Of 601 participants in ECRHS I who provided blood for specific IgE, 529 (88.0%) participated in ECRHS II with a new blood sample. The participation rate in this cohort was substantially higher than average for all centres in ECRHS.6 The median follow up time was 8.38 years. The mean age at ECRHS II was 41.7 years, women constituted 54% of the samples.7 Of 58 with detectible D. pteronyssinus specific IgE in ECRHS I, 49 participated in ECRHS II and constitute our study population, of whom 25 were still positive to D. pteronyssinus, but 24 had become negative at that time point and 4 who were negative at ECRHS I had become positive in ECRHS II. They are not included in the study. A control group included participants with specific IgE to timothy grass in ECRHS II, but no IgE to D. pteronyssinus.

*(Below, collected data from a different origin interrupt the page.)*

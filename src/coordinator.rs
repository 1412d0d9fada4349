//! Ingestion coordinator: drives the loader and supplies content to the
//! boundary index.
//!
//! `load` is idempotent at the content level: the coordinator's sole duty is
//! to hand the index the complete current unit set each call; dedup belongs to
//! the index's content addressing. `reset` destructively clears the index with
//! no merge semantics: whichever of a racing load/reset lands later wins.

use std::sync::Arc;

use thiserror::Error;
use tracing::info;

use crate::config::Config;
use crate::index::{DataSource, IndexError, IndexResponse, KnowledgeIndex};
use crate::loader::{fingerprint, BucketLoader, LoaderError};
use crate::scan::{DocumentScanner, ScanError};
use crate::types::{AssetLocation, ContentUnit, LoadOutcome, UnitMetadata};

/// Errors surfaced by coordinator operations.
#[derive(Debug, Error)]
pub enum CoordinatorError {
    #[error(transparent)]
    Loader(#[from] LoaderError),

    #[error(transparent)]
    Scan(#[from] ScanError),

    #[error(transparent)]
    Index(#[from] IndexError),
}

/// Orchestrates loads and resets against the boundary index.
#[derive(Clone)]
pub struct IngestionCoordinator {
    index: Arc<dyn KnowledgeIndex>,
    loader: BucketLoader,
    scanner: Arc<dyn DocumentScanner>,
    config: Config,
}

impl IngestionCoordinator {
    pub fn new(
        index: Arc<dyn KnowledgeIndex>,
        loader: BucketLoader,
        scanner: Arc<dyn DocumentScanner>,
        config: Config,
    ) -> Self {
        Self {
            index,
            loader,
            scanner,
            config,
        }
    }

    /// Load documents from `location`, or from the configured primary source
    /// when none is given, and supply the result to the index.
    pub async fn load(
        &self,
        location: Option<AssetLocation>,
    ) -> Result<IndexResponse, CoordinatorError> {
        let location = location.unwrap_or_else(|| self.config.primary_asset_location());
        info!(location = %location, "loading data");

        let outcome = match &location {
            AssetLocation::Bucket { bucket, prefix } => self.loader.load(bucket, prefix).await?,
            AssetLocation::Local { root } => self.load_local(&location, root).await?,
        };

        Ok(self.index.add(&location, outcome).await?)
    }

    /// Destructively clear the index.
    pub async fn reset(&self) -> Result<(), CoordinatorError> {
        info!("resetting data");
        Ok(self.index.reset().await?)
    }

    /// List the sources currently represented in the index.
    pub async fn data_sources(&self) -> Result<Vec<DataSource>, CoordinatorError> {
        Ok(self.index.data_sources().await?)
    }

    async fn load_local(
        &self,
        location: &AssetLocation,
        root: &std::path::Path,
    ) -> Result<LoadOutcome, CoordinatorError> {
        let documents = self.scanner.scan(root).await?;
        let units: Vec<ContentUnit> = documents
            .into_iter()
            .map(|doc| {
                let metadata = UnitMetadata::local(&doc.path);
                ContentUnit::new(doc.content, metadata)
            })
            .collect();
        let bodies: Vec<&str> = units.iter().map(|u| u.content.as_str()).collect();
        let doc_id = fingerprint(&bodies, &location.to_string());
        Ok(LoadOutcome { doc_id, units })
    }
}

The study population was divided into three groups (Table 1):

1) Individuals with D. pteronyssinus specific IgE, both in ECRHS I and II (group +/+).

2) Individuals with D. pteronyssinus specific IgE in ECRHS I, but not in ECRHS II (group +/-).

3) Individuals with timothy grass specific IgE at ECRHS II but negative on specific IgE to D. pteronyssinus at ECRHS I and II (group -/-).

All participants were contacted in 2004 and asked detailed questions about childhood environment, travelling abroad, farming, hobbies and allergic symptoms to shellfish and mosquito bites. Data from ECRHS II were also used in subsequent analyses, namely questionnaire data on respiratory symptoms, asthma and allergic symptoms in addition to spirometry results8 and test results for bronchial responsiveness based on a methacholine challenge.9

Total IgE was measured as a part of the ECRHS II protocol, specific IgE value to D. pteronyssinus and grass was measured both in ECRHS I and II, but frozen venous blood samples from ECRHS II were used to measure serum IgE antibodies to the following available antigens reported to cross-react to HDM; the storage mite Lepidoglyphus destructor (L. destructor), shrimp (P. borealis), cockroach (B. germanica), mosquito (A. communis), tropomyosin (tropomyosin Pen a 1) and blood worm (C. thummi) by an enzymatic immunoassay (CAP-FEIA) performed according to the manufacturer's instructions (Pharmacia & Upjohn Diagnostics, Uppsala, Sweden). Results of ≥0.35 kU/l were considered positive. In ECRHS I L. destructor was included in the SPT panel.

The study design was approved by the local ethics committee.

Mean values with 95% confidence intervals were used for continuous variables. The two-sided Fischer's exact test and two-sided student's t-test were used for comparison of groups. A p value less than 0.05 was considered to indicate a statistically significant difference.

Of 89 individuals eligible in 2004, 79 (89%) could be reached and agreed to participate, 24 in group +/+, 20 in group +/-, and 35 in the control group (Table 1). Among the 44 subjects in groups +/+ and +/- with D. pteronyssinus specific IgE in ECRHS I, 20 (45%) had positive SPT to L. destructor at the same time, 12 in group +/+ and 8 in group +/-. One in the control group -/- had positive SPT to L. destructor in ECRHS I. In group +/+, 6 were exclusively positive to D. pteronyssinus in ECRHS II, when measured by specific IgE and only one of them had a positive SPT to L. destructor in ECRHS I.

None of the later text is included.